[Stored data]
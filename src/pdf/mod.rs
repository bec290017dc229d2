//! PDF manipulation module

pub mod cmap;
pub mod color_space;
pub mod content_filter;
pub mod doc_font;
pub mod extract;
pub mod fontrefs;
pub mod replace;
pub mod rescale;
pub mod resources;
pub mod segment;
pub mod writer;

// Re-export commonly used items
pub use content_filter::{cont_clean, SelectorRule};
pub use extract::{extract_text, TextLine, TextSpan};
pub use fontrefs::{get_page_fontrefs, list_page_fonts, FontRefs, PageFont, StreamOwner};
pub use replace::{
    replace_fonts, replace_page_fonts, replace_pages, PageOutcome, ReplaceMode, ReplaceOptions,
    ReplaceReport,
};
pub use segment::{Granularity, Segment};
pub use writer::TextWriter;
impl ColorSpace {
    /// Number of operands `sc` takes in this space
    pub fn components(&self) -> usize {
        match self {
            ColorSpace::Gray | ColorSpace::Indexed { .. } => 1,
            ColorSpace::Rgb | ColorSpace::Lab { .. } => 3,
            ColorSpace::Cmyk => 4,
            ColorSpace::Spot { colorants, .. } => *colorants,
            ColorSpace::Pattern => 0,
        }
    }

    /// Color set by `cs` before any `sc`
    pub fn initial_color(&self) -> Color {
        match self {
            ColorSpace::Spot { colorants, .. } => self.color(&vec![1.0; *colorants]),
            ColorSpace::Indexed { .. } => self.color(&[0.0]),
            ColorSpace::Lab { .. } => self.color(&[0.0, 0.0, 0.0]),
            _ => Color::BLACK,
        }
    }

    /// Convert `sc`/`scn` operands to RGB
    pub fn color(&self, values: &[f32]) -> Color {
        let value = |i: usize| values.get(i).copied().unwrap_or(0.0);
        match self {
            ColorSpace::Gray => Color::gray(value(0)),
            ColorSpace::Rgb => Color::rgb(value(0), value(1), value(2)),
            ColorSpace::Cmyk => Color::cmyk(value(0), value(1), value(2), value(3)),
            ColorSpace::Lab { white } => lab_to_rgb(*white, value(0), value(1), value(2)),
            ColorSpace::Indexed { base, hival, lookup } => {
                let index = (value(0).max(0.0) as u32).min(*hival) as usize;
                let n = base.components();
                match lookup.get(index * n..index * n + n) {
                    Some(entry) => {
                        let components: Vec<f32> = entry.iter().map(|&b| b as f32 / 255.0).collect();
                        base.color(&components)
                    }
                    None => Color::BLACK,
                }
            }
            ColorSpace::Spot { alternate, tint, .. } => {
                let mapped = tint
                    .as_ref()
                    .and_then(|t| t.evaluate(values))
                    .filter(|out| out.len() >= alternate.components());
                match mapped {
                    Some(out) => alternate.color(&out),
                    None => Color::BLACK,
                }
            }
            ColorSpace::Pattern => Color::BLACK,
        }
    }
}

/// Tint transform of a spot color space
#[derive(Debug, Clone, PartialEq)]
pub enum TintTransform {
    /// Type 2: `C0 + t^N × (C1 − C0)`
    Exponential {
        domain: [f32; 2],
        c0: Vec<f32>,
        c1: Vec<f32>,
        exponent: f32,
    },
    /// Type 0 with one input, linearly interpolated
    Sampled {
        domain: [f32; 2],
        range: Vec<f32>,
        outputs: usize,
        /// Samples normalized to 0..=1, `outputs` values per sample
        samples: Vec<f32>,
    },
}

impl TintTransform {
    fn evaluate(&self, inputs: &[f32]) -> Option<Vec<f32>> {
        let [input] = inputs else { return None };
        match self {
            TintTransform::Exponential { domain, c0, c1, exponent } => {
                let t = input.clamp(domain[0], domain[1]);
                let factor = t.powf(*exponent);
                Some(c0.iter().zip(c1).map(|(a, b)| a + factor * (b - a)).collect())
            }
            TintTransform::Sampled { domain, range, outputs, samples } => {
                let count = samples.len() / outputs;
                if count == 0 || range.len() < outputs * 2 {
                    return None;
                }
                let span = (domain[1] - domain[0]).max(f32::EPSILON);
                let position = (input.clamp(domain[0], domain[1]) - domain[0]) / span
                    * (count - 1) as f32;
                let lo = position.floor() as usize;
                let hi = (lo + 1).min(count - 1);
                let frac = position - lo as f32;
                Some(
                    (0..*outputs)
                        .map(|o| {
                            let a = samples[lo * outputs + o];
                            let b = samples[hi * outputs + o];
                            let v = a + frac * (b - a);
                            range[o * 2] + v * (range[o * 2 + 1] - range[o * 2])
                        })
                        .collect(),
                )
            }
        }
    }

    fn load(doc: &Document, obj: &Object) -> Option<Self> {
        let (dict, stream) = match resolve(doc, obj) {
            Object::Dictionary(dict) => (dict, None),
            Object::Stream(stream) => (&stream.dict, Some(stream)),
            _ => return None,
        };
        let numbers = |key: &[u8]| dict.get(key).map(|o| as_numbers(doc, o)).unwrap_or_default();
        let domain = match numbers(b"Domain")[..] {
            [lo, hi, ..] => [lo, hi],
            _ => [0.0, 1.0],
        };

        match dict.get(b"FunctionType").ok().and_then(|o| as_number(doc, o)) {
            Some(t) if t == 2.0 => {
                let c0 = Some(numbers(b"C0")).filter(|v| !v.is_empty()).unwrap_or_else(|| vec![0.0]);
                let c1 = Some(numbers(b"C1")).filter(|v| !v.is_empty()).unwrap_or_else(|| vec![1.0]);
                let exponent = dict.get(b"N").ok().and_then(|o| as_number(doc, o)).unwrap_or(1.0);
                Some(TintTransform::Exponential { domain, c0, c1, exponent })
            }
            Some(t) if t == 0.0 => {
                let stream = stream?;
                let size = numbers(b"Size");
                let bits = dict.get(b"BitsPerSample").ok().and_then(|o| as_number(doc, o))? as u32;
                let range = numbers(b"Range");
                let outputs = range.len() / 2;
                if size.len() != 1 || outputs == 0 || !matches!(bits, 8 | 16) {
                    return None;
                }
                let data = stream_bytes(stream).ok()?;
                let max = ((1u32 << bits) - 1) as f32;
                let samples: Vec<f32> = if bits == 8 {
                    data.iter().map(|&b| b as f32 / max).collect()
                } else {
                    data.chunks_exact(2)
                        .map(|c| u16::from_be_bytes([c[0], c[1]]) as f32 / max)
                        .collect()
                };
                let needed = size[0] as usize * outputs;
                if samples.len() < needed {
                    return None;
                }
                Some(TintTransform::Sampled {
                    domain,
                    range,
                    outputs,
                    samples: samples[..needed].to_vec(),
                })
            }
            other => {
                debug!("Tint transform type {:?} not supported", other);
                None
            }
        }
    }
}

/// Color space for a `cs` operand: a device name or a `/ColorSpace` resource
pub fn lookup_color_space(doc: &Document, resources: &Dictionary, name: &[u8]) -> ColorSpace {
    if let Some(space) = device_space(name) {
        return space;
    }
    resource_category(doc, resources, b"ColorSpace")
        .and_then(|spaces| spaces.get(name).ok())
        .and_then(|obj| load_space(doc, obj, 0))
        .unwrap_or_else(|| {
            debug!("Unknown color space /{}", String::from_utf8_lossy(name));
            ColorSpace::Gray
        })
}

fn device_space(name: &[u8]) -> Option<ColorSpace> {
    match name {
        b"DeviceGray" | b"G" | b"CalGray" => Some(ColorSpace::Gray),
        b"DeviceRGB" | b"RGB" | b"CalRGB" => Some(ColorSpace::Rgb),
        b"DeviceCMYK" | b"CMYK" => Some(ColorSpace::Cmyk),
        b"Pattern" => Some(ColorSpace::Pattern),
        _ => None,
    }
}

◆ WORK TO BE COMPLETED
In the records above, collect each line with "Pattern".

◆ RESPONSE BOX
            ColorSpace::Pattern => 0,
            ColorSpace::Pattern => Color::BLACK,
        b"Pattern" => Some(ColorSpace::Pattern),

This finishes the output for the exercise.